In the Family Way by Laney Katz Becker

 

Summary (from the publisher): A group of suburban women help one another navigate their personal challenges, marriages, and pregnancies—both wanted and unwanted.

In 1965 America, women can’t have their own bank accounts and credit cards or sign their own leases; divorce is scandalous and difficult; and abortion is illegal. Every Tuesday a group of friends meet for a canasta game. As cards are drawn and discarded, these women share advice and confidences.

After prim and proper Lily Berg, a doctor’s wife, discovers she’s pregnant with her second child, she follows her friend Becca’s suggestion and takes in Betsy, a pregnant teen from the local home for unwed mothers. Betsy, who’s never met anyone Jewish before, is to live with the Bergs for six months, help with babysitting and housekeeping, have her own baby, and then agree to never contact the family again. But things quickly get complicated.

Moving and atmospheric, full of history and heart, In the Family Way captures the experiences of women on the cusp of liberation as they struggle with their own complex feelings about being wives, mothers, and women with their own dreams and ambitions.

Review: Thank you to HarperCollins for an advance copy of this book in exchange for an honest review. 

It's 1965 and the very proper Lily Berg is a doctor's wife with a toddler and expecting her second child, when she agrees to take in Betsy, a pregnant teen from the local home for unwed mothers. Lily is secretly feeling a bit untethered in her life as a stay-at-home mom, with little shape her days. She is buoyed by her weekly canasta games with three friends from the neighborhood. And she's very close to her younger sister Rose, who she helped raise after their mother died young from cancer. 

Every female character in this is impacted by childbearing in some way - those that are burdened by it, those that don't want it, those that desperately do want it but aren't capable, and more.
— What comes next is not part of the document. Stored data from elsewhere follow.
//! WebSocket pinger using `tokio-tungstenite`.
//!
//! Connects once per region and measures ping/pong frames on that
//! connection. The pong payload must echo the one-byte id of the ping.
//!
//! # Feature gate
//!
//! This module is only available when the `transport-websocket` feature is
//! enabled (it is enabled by default).

use std::collections::HashMap;
use std::time::Duration;

use async_trait::async_trait;
use futures_util::{SinkExt, StreamExt};
use tokio::sync::Mutex;
use tokio::time::Instant;
use tokio_tungstenite::tungstenite::protocol::Message;

use crate::error::{RealtimeError, Result};
use crate::region::Pinger;

/// Type alias for the underlying WebSocket stream.
pub type WsStream =
    tokio_tungstenite::WebSocketStream<tokio_tungstenite::MaybeTlsStream<tokio::net::TcpStream>>;

/// A [`Pinger`] measuring WebSocket ping/pong round trips.
#[derive(Default)]
pub struct WebSocketPinger {
    connections: Mutex<HashMap<String, WsStream>>,
}

impl std::fmt::Debug for WebSocketPinger {
    fn fmt(&self, f: &mut std::fmt::Formatter<'_>) -> std::fmt::Result {
        f.debug_struct("WebSocketPinger").finish_non_exhaustive()
    }
}

/// `target` with a `ws://` scheme added when it has none.
pub fn ws_url(target: &str) -> String {
    if target.contains("://") {
        target.to_string()
    } else {
        format!("ws://{target}")
    }
}

impl WebSocketPinger {
    pub fn new() -> Self {
        Self::default()
    }

    async fn connect(url: &str) -> Result<WsStream> {
        tracing::debug!(url = %url, "connecting WebSocket pinger");
        let (stream, _response) = tokio_tungstenite::connect_async(url).await.map_err(|e| {
            let kind = match &e {
                tokio_tungstenite::tungstenite::Error::Io(io) => io.kind(),
                _ => std::io::ErrorKind::Other,
            };
            RealtimeError::Io(std::io::Error::new(kind, e))
        })?;
        Ok(stream)
    }

    async fn round_trip(&self, url: &str) -> Result<Duration> {
        let cached = self.connections.lock().await.remove(url);
        let mut stream = match cached {
            Some(stream) => stream,
            None => Self::connect(url).await?,
        };

        let id = uuid::Uuid::new_v4().as_bytes().first().copied().unwrap_or(0);
        let started = Instant::now();
        stream
            .send(Message::Ping(vec![id].into()))
            .await
            .map_err(|e| RealtimeError::Transport(e.to_string()))?;

        loop {
            match stream.next().await {
                Some(Ok(Message::Pong(payload))) if payload.iter().copied().eq([id]) => {
                    let rtt = started.elapsed();
                    self.connections.lock().await.insert(url.to_string(), stream);
                    return Ok(rtt);
                }
                Some(Ok(Message::Close(_))) | None => {
                    return Err(RealtimeError::Transport("ping connection closed".into()));
                }
                Some(Err(e)) => return Err(RealtimeError::Transport(e.to_string())),
                Some(Ok(_)) => {}
            }
        }
    }
}

#[async_trait]
impl Pinger for WebSocketPinger {
    async fn ping(&self, target: &str, timeout: Duration) -> Result<Duration> {
        let url = ws_url(target);
        tokio::time::timeout(timeout, self.round_trip(&url))
            .await
            .map_err(|_| RealtimeError::Timeout)?
    }

    fn keeps_scheme(&self) -> bool {
        true
    }
}

#[cfg(test)]
#[allow(
    clippy::unwrap_used,
    clippy::expect_used,
    clippy::panic,
    clippy::todo,
    clippy::unimplemented,
    clippy::indexing_slicing
)]
mod tests {
    use tokio::net::TcpListener;

    use super::*;

    #[test]
    fn pinger_is_send_and_sync() {
        fn assert_send_sync<T: Send + Sync>() {}
        assert_send_sync::<WebSocketPinger>();
    }

    #[test]
    fn scheme_is_added_when_missing() {
        assert_eq!(ws_url("eu.example"), "ws://eu.example");
        assert_eq!(ws_url("wss://eu.example"), "wss://eu.example");
    }

    /// Local WebSocket server answering pings on one connection.
    async fn start_pong_server() -> (String, tokio::task::JoinHandle<usize>) {
        let listener = TcpListener::bind("127.0.0.1:0").await.unwrap();
        let addr = listener.local_addr().unwrap();
        let handle = tokio::spawn(async move {
            let mut accepted = 0;
            while let Ok((tcp, _)) = listener.accept().await {
                accepted += 1;
                let mut ws = tokio_tungstenite::accept_async(tcp).await.unwrap();
                tokio::spawn(async move {
                    // tungstenite answers pings while the stream is read.
                    while let Some(Ok(_)) = ws.next().await {}
                });
                if accepted == 2 {
                    break;
                }
            }
            accepted
        });
        (format!("ws://{addr}"), handle)
    }

    #[tokio::test]
    async fn measures_pong_and_reuses_connection() {
        let (url, server) = start_pong_server().await;
        let pinger = WebSocketPinger::new();

        pinger.ping(&url, Duration::from_secs(2)).await.unwrap();
        pinger.ping(&url, Duration::from_secs(2)).await.unwrap();

        assert_eq!(pinger.connections.lock().await.len(), 1);
        server.abort();
    }

    #[tokio::test]
    async fn unreachable_host_fails() {
        let pinger = WebSocketPinger::new();
        let err = pinger
            .ping("ws://127.0.0.1:1", Duration::from_secs(2))
            .await
            .unwrap_err();
        assert!(matches!(err, RealtimeError::Io(_) | RealtimeError::Timeout));
    }
}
There are planned, accidental, and intentional pregnancies in this and very different reactions from women in wildly different circumstances and phases of life. Because this is centered in the mid-1960s it is also following women on the cusp of liberation. They have limited options and limited autonomy in a world that has few legal protections. 

This book did an excellent job of exploring the different issues surrounding pregnancy and abortion, as well as women's education and career options. Lily grapples a lot in hindsight with her choice to forego a college education and a career. She struggles with her value and purpose in life because while she loves being a wife and mother, she sometimes thinks that maybe she could also be more. Similarly, she contemplates a lot when her friends and sister make different choices from her. 
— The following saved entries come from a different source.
//! Room entry arguments and the cached join intent.
//!
//! A [`JoinIntent`] is built once per attempt and never mutated. When the
//! matchmaker assigns a relay, the client replaces the cached intent with a
//! copy carrying the assigned room name and replays it there.

use serde::{Deserialize, Serialize};

use crate::error::{RealtimeError, Result};
use crate::protocol::{
    custom_keys_valid, param, room_key, OperationCode, OperationRequest, ParamValue, PropertyKey,
    PropertyMap,
};
use crate::room::{Lobby, RoomOptions};

/// How a join request treats missing rooms and returning players.
#[derive(Debug, Clone, Copy, Default, PartialEq, Eq, Hash, Serialize, Deserialize)]
#[serde(rename_all = "snake_case")]
pub enum JoinMode {
    #[default]
    Default,
    CreateIfNotExists,
    JoinOrRejoin,
    RejoinOnly,
}

impl JoinMode {
    pub fn code(self) -> u8 {
        match self {
            Self::Default => 0,
            Self::CreateIfNotExists => 1,
            Self::JoinOrRejoin => 2,
            Self::RejoinOnly => 3,
        }
    }
}

/// How join-random picks among matching rooms.
#[derive(Debug, Clone, Copy, Default, PartialEq, Eq, Hash, Serialize, Deserialize)]
#[serde(rename_all = "snake_case")]
pub enum MatchmakingMode {
    #[default]
    FillRoom,
    SerialMatching,
    RandomMatching,
}

impl MatchmakingMode {
    pub fn code(self) -> u8 {
        match self {
            Self::FillRoom => 0,
            Self::SerialMatching => 1,
            Self::RandomMatching => 2,
        }
    }
}

/// Legacy byte field of a player count: `0` above 255.
fn max_players_byte(max: u32) -> ParamValue {
    ParamValue::Byte(u8::try_from(max).unwrap_or(0))
}

fn max_players_int(max: u32) -> ParamValue {
    ParamValue::Int(i32::try_from(max).unwrap_or(i32::MAX))
}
The author did such an excellent job with the setting of this book. I truly felt transported to the 1960s reading this. Every little detail, from the description of the houses to their meals, the outfits and hairdos of the women, it all was perfectly placed in that particular moment in time. Lily loves watching General Hospital every afternoon. She slides the side of her daughter's crib down to scoop her up after a nap (something today's cribs would never do). Betsy mixes together orange juice from frozen concentrate. All these little details were so meticulously well thought out and really helped this feel immersive.  

I did feel like this book seems like it was on a mission to teach the reader a lesson. Everyone is different! Pregnancy, mothering, and being a woman is complicated and unique, and everyone should have free choice! It felt like the arc of each character was expressly written with the intent to incorporate as many different pregnant scenarios possible in order to expand the reader's mindset and open their mind to the value of allowing women legal options and protections. "But we don't know everyone's circumstances. I'm starting to think that every woman should be able to decide for herself what's best for her and her family. But even more important, it should be safe" (191). I am firmly in agreement in all ways! But it felt heavy handed and like I was reading a story crafted to teach me a moral lesson rather than just a story that naturally unfolds. 

I also thought everyone was too hard on Lily. She is a young and naive woman whose mother died when she was very young. She blushes easily when discusses bodily functions. Because of this, everyone labels her extremely uptight and prudish. Yet her three best friends are not rigidly conservative, nor is her sister, and these are the people she has chosen to spend her time with and confide in. And would a woman this overwhelmingly judgmental open her home to a pregnant teenager? Lily does become yet more open minded as the novel progresses, but I do think the other characters were just a tad harsh on her from the outset.